Perinatal asphyxia (PA) is a major determinant for long-term sensorimotor and locomotor deficits. The model of neonatal hypoxia-ischemia (HI) in 7-day-old rats produces sensorimotor cortex, thalamus and striatum injury, which are all critical for the maintenance of sensory motor function. The aim of this study was to evaluate the long-term neurodevelopmental disturbances in the above experimental model and to assess the neuroprotective effect of MgSO4 in terms of long-term behavioral and morphological changes. Seven-day-old rats were separated into three groups: A (control), neither ligated nor exposed to hypoxia; B (HI/MgSO4) ligated, exposed to hypoxia and treated with MgSO4 (2 g/kg b.w., i.p.), and C (HI) ligated and exposed to hypoxia. At the age of 42 days, the behavior of the rats was evaluated using 5 sensorimotor tests.
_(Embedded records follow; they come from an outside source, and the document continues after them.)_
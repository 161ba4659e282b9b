use cdk_config::ExecutorConfig;

use crate::{envy_load, FromEnv};

impl FromEnv for ExecutorConfig {
    fn from_env() -> anyhow::Result<Self> {
        envy_load("executor", "CDK_EXECUTOR_")
    }
}
//! Wire-level constants and errors.
//!
//! Every frame starts with a 1-byte packet type and a 4-byte big-endian
//! length. Data frames carry a 4-byte entry type and an 8-byte entry number
//! before the payload; payload integers are little-endian. The 29-byte file
//! header (stream type, total length, total entries) is rewritten on every
//! commit.

use std::io;

/// Protocol version 3 adds a block-end entry after every block.
pub const PROTOCOL_VERSION: u8 = 3;

pub const PACKET_PADDING: u8 = 0;
pub const PACKET_HEADER: u8 = 1;
pub const PACKET_DATA: u8 = 2;
pub const PACKET_RESULT: u8 = 0xff;

/// Stream type recorded in the header; 1 is the sequencer stream.
pub const STREAM_TYPE_SEQUENCER: u64 = 1;

/// Byte length of the file header.
pub const HEADER_SIZE: u64 = 29;
/// Fixed bytes of a data frame before the payload.
pub const FRAME_OVERHEAD: u64 = 1 + 4 + 4 + 8;

#[derive(Debug, Clone, Copy, PartialEq, Eq, Hash)]
#[repr(u32)]
pub enum EntryType {
    Bookmark = 0xb0,
    BatchStart = 1,
    L2Block = 2,
    L2Tx = 3,
    L2BlockEnd = 4,
    BatchEnd = 5,
    GerUpdate = 6,
}

impl EntryType {
    pub fn from_u32(value: u32) -> Option<Self> {
        Some(match value {
            0xb0 => EntryType::Bookmark,
            1 => EntryType::BatchStart,
            2 => EntryType::L2Block,
            3 => EntryType::L2Tx,
            4 => EntryType::L2BlockEnd,
            5 => EntryType::BatchEnd,
            6 => EntryType::GerUpdate,
            _ => return None,
        })
    }
}

/// What a bookmark points at: `(kind, value)` resolves to the offset of the
/// next entry of the matching type.
#[derive(Debug, Clone, Copy, PartialEq, Eq, Hash)]
#[repr(u8)]
pub enum BookmarkKind {
    Batch = 1,
    L2Block = 2,
}

impl BookmarkKind {
    pub fn from_u8(value: u8) -> Option<Self> {
        match value {
            1 => Some(BookmarkKind::Batch),
            2 => Some(BookmarkKind::L2Block),
            _ => None,
        }
    }
}

#[derive(Debug, thiserror::Error)]
pub enum StreamError {
    #[error("I/O failure on the stream file: {0}")]
    Io(#[from] io::Error),
    #[error("malformed entry at offset {offset}: {reason}")]
    Malformed { offset: u64, reason: String },
    #[error("unknown bookmark ({kind:?}, {value})")]
    UnknownBookmark { kind: BookmarkKind, value: u64 },
    #[error("no atomic operation is in progress")]
    NoAtomicOp,
    #[error("an atomic operation is already in progress")]
    AtomicOpInProgress,
    #[error("header mismatch: {0}")]
    Header(String),
}
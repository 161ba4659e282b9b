//! Codec for the batch L2-data blob: the byte stream a batch commits to and
//! the follower decodes back into blocks during recovery.
//!
//! Layout, per block:
//! `0x0B ∥ delta_timestamp (u32 BE) ∥ l1_info_tree_index (u32 BE)` followed
//! by the block's transactions, each as
//! `0x0C ∥ rlp_len (u32 BE) ∥ rlp ∥ effective_gas_price_pct (u8)`.

use cdk_basic_types::L1InfoTreeIndex;
use serde::{Deserialize, Serialize};

use crate::transaction::{Transaction, TransactionError};

const BLOCK_MARKER: u8 = 0x0b;
const TX_MARKER: u8 = 0x0c;

/// Fixed bytes a block start contributes to the blob.
pub const BLOCK_START_BYTES: usize = 9;
/// Fixed bytes a transaction contributes on top of its RLP.
pub const TX_OVERHEAD_BYTES: usize = 6;

#[derive(Debug, thiserror::Error)]
pub enum L2DataError {
    #[error("truncated L2 data at offset {0}")]
    Truncated(usize),
    #[error("unexpected marker {marker:#04x} at offset {offset}")]
    UnexpectedMarker { marker: u8, offset: usize },
    #[error("transaction at offset {offset} is malformed: {source}")]
    Transaction {
        offset: usize,
        #[source]
        source: TransactionError,
    },
}

/// A block as it appears inside the blob. Timestamps are deltas against the
/// previous block so the blob stays replayable at any wall-clock moment.
#[derive(Debug, Clone, PartialEq, Eq, Serialize, Deserialize)]
pub struct L2DataBlock {
    pub delta_timestamp: u32,
    pub l1_info_tree_index: L1InfoTreeIndex,
    pub transactions: Vec<Transaction>,
}

/// Appends a block start to the blob.
pub fn append_block_start(
    data: &mut Vec<u8>,
    delta_timestamp: u32,
    l1_info_tree_index: L1InfoTreeIndex,
) {
    data.push(BLOCK_MARKER);
    data.extend_from_slice(&delta_timestamp.to_be_bytes());
    data.extend_from_slice(&(l1_info_tree_index.0 as u32).to_be_bytes());
}

/// Appends a transaction to the blob.
pub fn append_transaction(data: &mut Vec<u8>, tx: &Transaction) {
    let rlp = tx.rlp_bytes();
    data.push(TX_MARKER);
    data.extend_from_slice(&(rlp.len() as u32).to_be_bytes());
    data.extend_from_slice(&rlp);
    data.push(tx.effective_gas_price_pct);
}

/// Encodes a full block list; the inverse of [`decode`].
pub fn encode(blocks: &[L2DataBlock]) -> Vec<u8> {
    let mut data = Vec::new();
    for block in blocks {
        append_block_start(&mut data, block.delta_timestamp, block.l1_info_tree_index);
        for tx in &block.transactions {
            append_transaction(&mut data, tx);
        }
    }
    data
}

/// Decodes a blob back into blocks, recovering every tx sender.
pub fn decode(data: &[u8]) -> Result<Vec<L2DataBlock>, L2DataError> {
    let mut blocks: Vec<L2DataBlock> = Vec::new();
    let mut offset = 0;
    while offset < data.len() {
        match data[offset] {
            BLOCK_MARKER => {
                let fixed = data
                    .get(offset + 1..offset + BLOCK_START_BYTES)
                    .ok_or(L2DataError::Truncated(offset))?;
                blocks.push(L2DataBlock {
                    delta_timestamp: u32::from_be_bytes(fixed[..4].try_into().unwrap()),
                    l1_info_tree_index: L1InfoTreeIndex(u32::from_be_bytes(
                        fixed[4..].try_into().unwrap(),
                    ) as u64),
                    transactions: Vec::new(),
                });
                offset += BLOCK_START_BYTES;
            }
            TX_MARKER => {
                let block = blocks
                    .last_mut()
                    .ok_or(L2DataError::UnexpectedMarker { marker: TX_MARKER, offset })?;
                let len_bytes = data
                    .get(offset + 1..offset + 5)
                    .ok_or(L2DataError::Truncated(offset))?;
                let rlp_len = u32::from_be_bytes(len_bytes.try_into().unwrap()) as usize;
                let rlp_end = offset + 5 + rlp_len;
                let rlp = data
                    .get(offset + 5..rlp_end)
                    .ok_or(L2DataError::Truncated(offset))?;
                let pct = *data.get(rlp_end).ok_or(L2DataError::Truncated(offset))?;
                let tx = Transaction::from_rlp(rlp, pct)
                    .map_err(|source| L2DataError::Transaction { offset, source })?;
                block.transactions.push(tx);
                offset = rlp_end + 1;
            }
            marker => return Err(L2DataError::UnexpectedMarker { marker, offset }),
        }
    }
    Ok(blocks)
}
use serde::{Deserialize, Serialize};

/// Configuration for the datastream file.
#[derive(Debug, Deserialize, Serialize, Clone, PartialEq)]
pub struct DatastreamConfig {
    /// Path of the stream file.
    pub path: String,

    /// Wire protocol version. Version 3 adds block-end entries.
    pub version: u8,
}

impl DatastreamConfig {
    /// Creates a mock configuration object suitable for unit tests.
    pub fn for_tests() -> Self {
        Self {
            path: "datastream.bin".to_string(),
            version: 3,
        }
    }
}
Muscle power, motor coordination, reflexes, and limb placing were tested to different sensory stimuli. The study was completed with the histopathological evaluation of brain tissue damage. In all individual tests the HI-treated rats performed significantly worse than the control and MgSO4-treated rats and this difference was more pronounced in the limb placing tests. Additionally, neonatal HI resulted in extensive neuronal damage that was limited after MgSO4 administration. Behavioral alterations represent a useful endpoint for studying the consequences of a perinatal HI insult and the efficacy of potential neuroprotective treatments. MgSO4 administration resulted in prevention of HI-induced sensorimotor deficits and brain injury.